Dieses Projekt ist eine erfrischende Vision einer Brücke als Begegnungsort in der Stadt. Die Verbindung der beiden Murufer mit einem räumlichen Kunstwerk wird von der Jury als ein großartiges stadträumliches Statement gesehen. In der Umgebung von Kunsthaus, Murinsel, Franziskanerkirche, Stadtwerke-Haus und Joanneum schlüssig kontextualisiert, thematisiert der Projektbeitrag Kulturbewusstsein im öffentlichen Raum. Ein sichtbares Zeichen mit Strahlkraft und Fernwirkung.

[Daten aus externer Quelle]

use std::path::PathBuf;

/// Result type alias for workload-runner operations.
pub type Result<T> = std::result::Result<T, Error>;

/// Main error type for workload-runner.
#[derive(Debug, thiserror::Error)]
pub enum Error {
    /// Configuration-related errors.
    #[error("Configuration error: {0}")]
    Config(String),

    /// Missing required configuration field.
    #[error("Missing required configuration field: {0}")]
    MissingConfig(String),

    /// Invalid configuration value.
    #[error("Invalid configuration value for {field}: {value}")]
    InvalidConfig { field: String, value: String },

    /// File not found.
    #[error("File not found: {}", .0.display())]
    FileNotFound(PathBuf),

    /// Two build rules claim the same target.
    #[error("Duplicate build target: {}", .0.display())]
    DuplicateTarget(PathBuf),

    /// A requested target or task dependency has no rule.
    #[error("Unknown build target: {}", .0.display())]
    UnknownTarget(PathBuf),

    /// The rule graph is not acyclic.
    #[error("Dependency cycle detected involving {}", .0.display())]
    CycleDetected(PathBuf),

    /// A rule's action (or its dependency check) failed.
    #[error("Failed to build {}: {source}", .target.display())]
    BuildFailed {
        target: PathBuf,
        #[source]
        source: Box<Error>,
    },

    /// An external command exited unsuccessfully.
    #[error("Command `{command}` failed: {status}")]
    Command { command: String, status: String },

    /// Mount transaction errors.
    #[error("Mount error: {0}")]
    Mount(String),

    /// The mount body failed and the unmount that followed failed too.
    #[error("Failed to unmount {} ({unmount}) after error: {cause}", .mount_point.display())]
    UnmountAfterError {
        mount_point: PathBuf,
        cause: Box<Error>,
        unmount: Box<Error>,
    },

    /// Image provisioning errors.
    #[error("Provisioning error: {0}")]
    Provision(String),

    /// Emulator execution errors.
    #[error("Runner error: {0}")]
    Runner(String),

    /// Feature not enabled.
    #[error("Feature '{0}' is not enabled. Enable it in Cargo.toml features.")]
    FeatureNotEnabled(String),

    /// Unsupported combination of options.
    #[error("Unsupported combination: {0}")]
    UnsupportedCombination(String),

    /// IO error.
    #[error("IO error: {0}")]
    Io(#[from] std::io::Error),

    /// JSON error.
    #[error("JSON error: {0}")]
    Json(#[from] serde_json::Error),
}

impl Error {
    /// Create a configuration error.
    pub fn config(msg: impl Into<String>) -> Self {
        Error::Config(msg.into())
    }

    /// Create a mount error.
    pub fn mount(msg: impl Into<String>) -> Self {
        Error::Mount(msg.into())
    }

    /// Create a provisioning error.
    pub fn provision(msg: impl Into<String>) -> Self {
        Error::Provision(msg.into())
    }

    /// Create a runner error.
    pub fn runner(msg: impl Into<String>) -> Self {
        Error::Runner(msg.into())
    }

    /// Create a feature not enabled error.
    pub fn feature_not_enabled(feature: impl Into<String>) -> Self {
        Error::FeatureNotEnabled(feature.into())
    }

    /// Create an unsupported combination error.
    pub fn unsupported(msg: impl Into<String>) -> Self {
        Error::UnsupportedCombination(msg.into())
    }

    /// Wrap an error as the failure of building `target`.
    pub fn build_failed(target: impl Into<PathBuf>, source: Error) -> Self {
        Error::BuildFailed {
            target: target.into(),
            source: Box::new(source),
        }
    }
}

Von der Jury wird besonders gewürdigt, dass es sich bei diesem Beitrag nicht um ein rationales technisches Verkehrsbauwerk handelt, sondern um den Anspruch und Willen, den Neubau der Tegetthoffbrücke als Teil eines Städtebaues nach künstlerischen Grundsätzen zu sehen und über das Medium Kunst diesem Stück Stadt, diesem Ort, eine spezifische Atmosphäre und Haptik zu verleihen. Auch wenn technische Details und das Tragwerkskonzept gut beschrieben sind, ist für die Jury die Plausibilität des Brücken-Tragwerks aus der Kombination mit Einfeldträger und aufgesetzten Kunsthimmel nicht ganz schlüssig. Hervorgehoben wird der umfassende subtile Umgang wie z.B. mit Bepflanzung, Schallabsorbierung und Beleuchtung.